THE TASK >> Copy every line of the records that includes the word "each".
── RECORD EXTRACTS ──
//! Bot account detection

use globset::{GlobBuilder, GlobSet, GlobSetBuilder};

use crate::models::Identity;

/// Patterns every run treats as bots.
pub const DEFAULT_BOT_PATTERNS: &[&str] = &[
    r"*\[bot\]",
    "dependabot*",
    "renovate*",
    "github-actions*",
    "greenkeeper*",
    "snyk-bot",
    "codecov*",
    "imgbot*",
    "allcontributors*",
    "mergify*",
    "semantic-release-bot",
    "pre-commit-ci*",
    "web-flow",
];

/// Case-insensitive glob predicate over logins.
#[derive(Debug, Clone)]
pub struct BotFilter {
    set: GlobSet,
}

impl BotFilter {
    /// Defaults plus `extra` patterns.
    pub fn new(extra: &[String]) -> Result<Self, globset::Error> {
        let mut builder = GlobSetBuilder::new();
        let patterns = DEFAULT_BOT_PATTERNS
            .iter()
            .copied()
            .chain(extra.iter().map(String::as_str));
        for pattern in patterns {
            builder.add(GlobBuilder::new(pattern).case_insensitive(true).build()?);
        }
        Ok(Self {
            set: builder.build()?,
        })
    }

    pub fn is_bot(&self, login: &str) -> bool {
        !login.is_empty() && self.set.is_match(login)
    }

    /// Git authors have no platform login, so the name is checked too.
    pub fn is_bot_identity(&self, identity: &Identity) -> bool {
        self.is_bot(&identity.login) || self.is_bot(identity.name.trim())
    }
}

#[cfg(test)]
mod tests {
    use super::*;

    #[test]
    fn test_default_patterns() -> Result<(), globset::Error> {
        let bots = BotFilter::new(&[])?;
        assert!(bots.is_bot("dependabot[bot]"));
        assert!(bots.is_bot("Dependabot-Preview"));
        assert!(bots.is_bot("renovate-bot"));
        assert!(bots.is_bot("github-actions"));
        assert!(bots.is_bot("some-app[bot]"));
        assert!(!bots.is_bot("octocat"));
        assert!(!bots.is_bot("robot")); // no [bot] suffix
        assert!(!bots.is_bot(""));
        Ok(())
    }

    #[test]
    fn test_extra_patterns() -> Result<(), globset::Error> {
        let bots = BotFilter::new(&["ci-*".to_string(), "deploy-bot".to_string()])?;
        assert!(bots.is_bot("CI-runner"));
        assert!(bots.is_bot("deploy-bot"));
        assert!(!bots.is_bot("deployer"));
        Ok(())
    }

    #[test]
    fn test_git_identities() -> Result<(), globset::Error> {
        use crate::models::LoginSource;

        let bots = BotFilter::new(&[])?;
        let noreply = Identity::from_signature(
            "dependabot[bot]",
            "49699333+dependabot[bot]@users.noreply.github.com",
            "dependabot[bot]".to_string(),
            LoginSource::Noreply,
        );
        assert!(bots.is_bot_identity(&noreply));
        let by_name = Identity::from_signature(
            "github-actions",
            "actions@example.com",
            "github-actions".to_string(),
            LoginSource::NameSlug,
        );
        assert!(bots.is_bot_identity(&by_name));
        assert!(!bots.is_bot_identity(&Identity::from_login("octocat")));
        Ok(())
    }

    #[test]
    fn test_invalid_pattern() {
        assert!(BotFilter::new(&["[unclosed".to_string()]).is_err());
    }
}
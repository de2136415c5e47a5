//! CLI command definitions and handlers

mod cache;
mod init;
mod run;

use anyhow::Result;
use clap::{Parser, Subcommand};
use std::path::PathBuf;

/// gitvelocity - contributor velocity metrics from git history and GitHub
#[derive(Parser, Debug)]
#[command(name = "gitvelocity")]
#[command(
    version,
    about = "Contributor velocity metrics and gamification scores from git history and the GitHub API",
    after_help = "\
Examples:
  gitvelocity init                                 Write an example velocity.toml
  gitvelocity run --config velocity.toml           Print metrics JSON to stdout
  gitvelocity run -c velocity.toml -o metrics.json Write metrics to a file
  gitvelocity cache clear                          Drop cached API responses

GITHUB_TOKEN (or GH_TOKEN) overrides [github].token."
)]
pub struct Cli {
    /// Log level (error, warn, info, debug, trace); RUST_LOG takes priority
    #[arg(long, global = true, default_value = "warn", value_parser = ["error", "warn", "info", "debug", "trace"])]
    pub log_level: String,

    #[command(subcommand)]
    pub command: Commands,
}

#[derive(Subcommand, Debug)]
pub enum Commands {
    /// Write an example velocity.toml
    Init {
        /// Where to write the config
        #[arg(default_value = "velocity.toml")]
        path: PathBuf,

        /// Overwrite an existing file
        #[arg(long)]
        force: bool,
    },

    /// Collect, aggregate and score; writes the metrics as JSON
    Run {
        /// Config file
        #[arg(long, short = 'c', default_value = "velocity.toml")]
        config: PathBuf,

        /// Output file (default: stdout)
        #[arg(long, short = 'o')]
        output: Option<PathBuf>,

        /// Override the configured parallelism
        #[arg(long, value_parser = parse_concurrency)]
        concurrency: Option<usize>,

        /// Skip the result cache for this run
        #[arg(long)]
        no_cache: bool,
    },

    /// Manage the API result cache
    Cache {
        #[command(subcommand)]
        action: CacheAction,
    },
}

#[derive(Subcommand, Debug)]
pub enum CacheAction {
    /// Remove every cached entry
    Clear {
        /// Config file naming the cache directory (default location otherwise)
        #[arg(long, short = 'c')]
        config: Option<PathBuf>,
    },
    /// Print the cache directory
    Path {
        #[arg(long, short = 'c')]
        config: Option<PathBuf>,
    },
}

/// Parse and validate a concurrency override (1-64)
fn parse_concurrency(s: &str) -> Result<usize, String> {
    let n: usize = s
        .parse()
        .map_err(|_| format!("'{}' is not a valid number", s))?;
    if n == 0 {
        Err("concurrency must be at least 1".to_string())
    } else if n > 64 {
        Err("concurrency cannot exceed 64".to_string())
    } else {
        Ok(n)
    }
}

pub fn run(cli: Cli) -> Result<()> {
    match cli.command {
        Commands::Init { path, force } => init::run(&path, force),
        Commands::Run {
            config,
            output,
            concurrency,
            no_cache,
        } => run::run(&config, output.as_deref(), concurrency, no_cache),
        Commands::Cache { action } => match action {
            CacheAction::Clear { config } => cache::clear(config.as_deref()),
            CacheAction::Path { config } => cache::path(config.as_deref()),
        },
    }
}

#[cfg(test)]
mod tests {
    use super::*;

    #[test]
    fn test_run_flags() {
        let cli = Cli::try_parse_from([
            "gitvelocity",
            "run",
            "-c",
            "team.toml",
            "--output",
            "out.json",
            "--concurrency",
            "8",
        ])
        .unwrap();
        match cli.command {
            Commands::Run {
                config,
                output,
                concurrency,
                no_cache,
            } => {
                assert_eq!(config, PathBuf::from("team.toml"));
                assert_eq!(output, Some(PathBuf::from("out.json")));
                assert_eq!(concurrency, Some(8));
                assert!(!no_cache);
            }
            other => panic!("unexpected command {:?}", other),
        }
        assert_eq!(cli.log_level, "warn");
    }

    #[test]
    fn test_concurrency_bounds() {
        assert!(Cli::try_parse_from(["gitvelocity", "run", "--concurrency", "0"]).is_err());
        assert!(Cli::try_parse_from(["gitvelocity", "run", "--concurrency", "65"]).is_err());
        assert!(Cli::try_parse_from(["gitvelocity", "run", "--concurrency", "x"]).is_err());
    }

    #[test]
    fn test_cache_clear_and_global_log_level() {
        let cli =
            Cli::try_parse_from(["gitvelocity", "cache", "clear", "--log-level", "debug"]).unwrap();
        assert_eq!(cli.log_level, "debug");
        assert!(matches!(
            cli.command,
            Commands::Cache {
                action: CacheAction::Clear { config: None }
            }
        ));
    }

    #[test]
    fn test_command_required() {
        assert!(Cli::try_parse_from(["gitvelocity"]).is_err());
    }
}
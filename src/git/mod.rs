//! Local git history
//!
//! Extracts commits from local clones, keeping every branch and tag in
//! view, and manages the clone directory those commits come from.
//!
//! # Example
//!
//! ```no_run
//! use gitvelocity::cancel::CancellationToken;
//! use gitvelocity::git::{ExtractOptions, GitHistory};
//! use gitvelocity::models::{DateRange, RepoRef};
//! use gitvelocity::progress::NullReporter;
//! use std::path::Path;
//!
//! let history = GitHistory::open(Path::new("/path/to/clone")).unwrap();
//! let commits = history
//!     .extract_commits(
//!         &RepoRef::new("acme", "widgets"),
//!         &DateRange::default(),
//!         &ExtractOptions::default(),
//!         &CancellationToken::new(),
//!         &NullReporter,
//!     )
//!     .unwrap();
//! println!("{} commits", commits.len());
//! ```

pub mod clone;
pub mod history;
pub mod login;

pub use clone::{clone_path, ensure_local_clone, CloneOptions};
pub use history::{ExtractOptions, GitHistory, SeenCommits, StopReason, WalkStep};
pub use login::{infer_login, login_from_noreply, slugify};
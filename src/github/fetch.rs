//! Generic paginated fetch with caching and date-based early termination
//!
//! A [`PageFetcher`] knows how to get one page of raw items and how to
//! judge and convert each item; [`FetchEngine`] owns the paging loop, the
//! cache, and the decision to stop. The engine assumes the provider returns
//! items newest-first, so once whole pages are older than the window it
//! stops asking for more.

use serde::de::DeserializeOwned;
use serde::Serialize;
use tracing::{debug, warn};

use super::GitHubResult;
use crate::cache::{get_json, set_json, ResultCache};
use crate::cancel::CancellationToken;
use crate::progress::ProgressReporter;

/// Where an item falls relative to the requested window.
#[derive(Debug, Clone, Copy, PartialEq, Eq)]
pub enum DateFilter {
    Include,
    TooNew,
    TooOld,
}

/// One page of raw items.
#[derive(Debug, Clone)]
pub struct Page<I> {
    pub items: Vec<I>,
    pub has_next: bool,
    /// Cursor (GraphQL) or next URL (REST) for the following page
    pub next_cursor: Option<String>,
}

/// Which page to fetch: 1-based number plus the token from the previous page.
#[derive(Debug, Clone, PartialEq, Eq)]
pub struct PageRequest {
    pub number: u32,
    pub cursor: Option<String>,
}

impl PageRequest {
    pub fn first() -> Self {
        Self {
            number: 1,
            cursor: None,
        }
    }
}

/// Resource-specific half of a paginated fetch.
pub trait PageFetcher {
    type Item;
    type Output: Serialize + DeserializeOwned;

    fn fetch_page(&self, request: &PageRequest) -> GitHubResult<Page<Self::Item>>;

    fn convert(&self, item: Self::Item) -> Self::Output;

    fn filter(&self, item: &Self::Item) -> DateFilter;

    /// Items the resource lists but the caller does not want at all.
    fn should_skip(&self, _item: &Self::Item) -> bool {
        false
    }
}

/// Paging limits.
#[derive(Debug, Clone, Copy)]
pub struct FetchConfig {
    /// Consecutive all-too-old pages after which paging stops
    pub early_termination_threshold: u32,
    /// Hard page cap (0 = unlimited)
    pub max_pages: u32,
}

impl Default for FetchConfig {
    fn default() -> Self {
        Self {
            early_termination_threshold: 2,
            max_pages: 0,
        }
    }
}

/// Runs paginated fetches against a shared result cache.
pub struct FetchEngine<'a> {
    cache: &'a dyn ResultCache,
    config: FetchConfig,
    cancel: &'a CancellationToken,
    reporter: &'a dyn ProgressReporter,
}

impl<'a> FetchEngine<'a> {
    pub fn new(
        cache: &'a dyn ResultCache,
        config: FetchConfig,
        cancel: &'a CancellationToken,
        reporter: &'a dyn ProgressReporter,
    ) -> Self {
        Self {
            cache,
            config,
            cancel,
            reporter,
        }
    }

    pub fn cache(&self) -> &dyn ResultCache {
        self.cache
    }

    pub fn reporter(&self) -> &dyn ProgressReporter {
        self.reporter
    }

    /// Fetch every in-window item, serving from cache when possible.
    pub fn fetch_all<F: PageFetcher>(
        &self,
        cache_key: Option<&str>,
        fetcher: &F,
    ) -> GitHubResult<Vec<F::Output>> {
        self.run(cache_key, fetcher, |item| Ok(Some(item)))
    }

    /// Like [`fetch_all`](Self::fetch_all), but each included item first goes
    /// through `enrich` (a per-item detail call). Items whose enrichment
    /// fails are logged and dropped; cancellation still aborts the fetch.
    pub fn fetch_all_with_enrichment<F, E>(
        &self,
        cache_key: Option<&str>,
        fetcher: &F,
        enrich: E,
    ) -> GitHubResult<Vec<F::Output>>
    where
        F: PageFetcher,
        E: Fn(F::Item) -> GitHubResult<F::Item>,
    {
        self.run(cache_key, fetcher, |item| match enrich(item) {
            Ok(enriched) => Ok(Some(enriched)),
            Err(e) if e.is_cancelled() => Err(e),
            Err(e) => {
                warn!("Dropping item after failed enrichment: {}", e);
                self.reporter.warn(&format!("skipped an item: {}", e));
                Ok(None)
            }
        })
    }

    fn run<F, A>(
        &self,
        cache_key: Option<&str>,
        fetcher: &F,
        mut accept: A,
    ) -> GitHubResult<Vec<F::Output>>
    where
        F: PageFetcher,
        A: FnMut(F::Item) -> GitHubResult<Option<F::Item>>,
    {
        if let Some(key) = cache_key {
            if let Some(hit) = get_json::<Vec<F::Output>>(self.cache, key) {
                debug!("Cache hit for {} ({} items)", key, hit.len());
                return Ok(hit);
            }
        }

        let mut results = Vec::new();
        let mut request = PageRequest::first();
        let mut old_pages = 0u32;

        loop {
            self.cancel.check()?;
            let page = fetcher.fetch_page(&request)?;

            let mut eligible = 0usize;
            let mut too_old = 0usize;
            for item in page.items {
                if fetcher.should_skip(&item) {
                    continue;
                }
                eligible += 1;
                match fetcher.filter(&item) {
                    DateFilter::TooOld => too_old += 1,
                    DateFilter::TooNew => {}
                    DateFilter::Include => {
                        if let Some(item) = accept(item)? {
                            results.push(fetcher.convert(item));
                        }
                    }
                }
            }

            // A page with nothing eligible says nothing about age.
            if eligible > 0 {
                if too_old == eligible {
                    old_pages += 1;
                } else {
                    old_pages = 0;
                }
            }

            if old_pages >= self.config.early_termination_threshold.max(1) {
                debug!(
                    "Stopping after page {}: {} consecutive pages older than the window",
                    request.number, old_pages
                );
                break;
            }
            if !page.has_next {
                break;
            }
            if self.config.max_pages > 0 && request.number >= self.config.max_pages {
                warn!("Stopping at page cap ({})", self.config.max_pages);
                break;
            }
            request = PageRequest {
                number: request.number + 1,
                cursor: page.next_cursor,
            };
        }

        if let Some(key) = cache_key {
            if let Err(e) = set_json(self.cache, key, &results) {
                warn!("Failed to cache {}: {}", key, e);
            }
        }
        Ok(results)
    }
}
───
COMPLETED TASK >>
//! judge and convert each item; [`FetchEngine`] owns the paging loop, the
    /// Like [`fetch_all`](Self::fetch_all), but each included item first goes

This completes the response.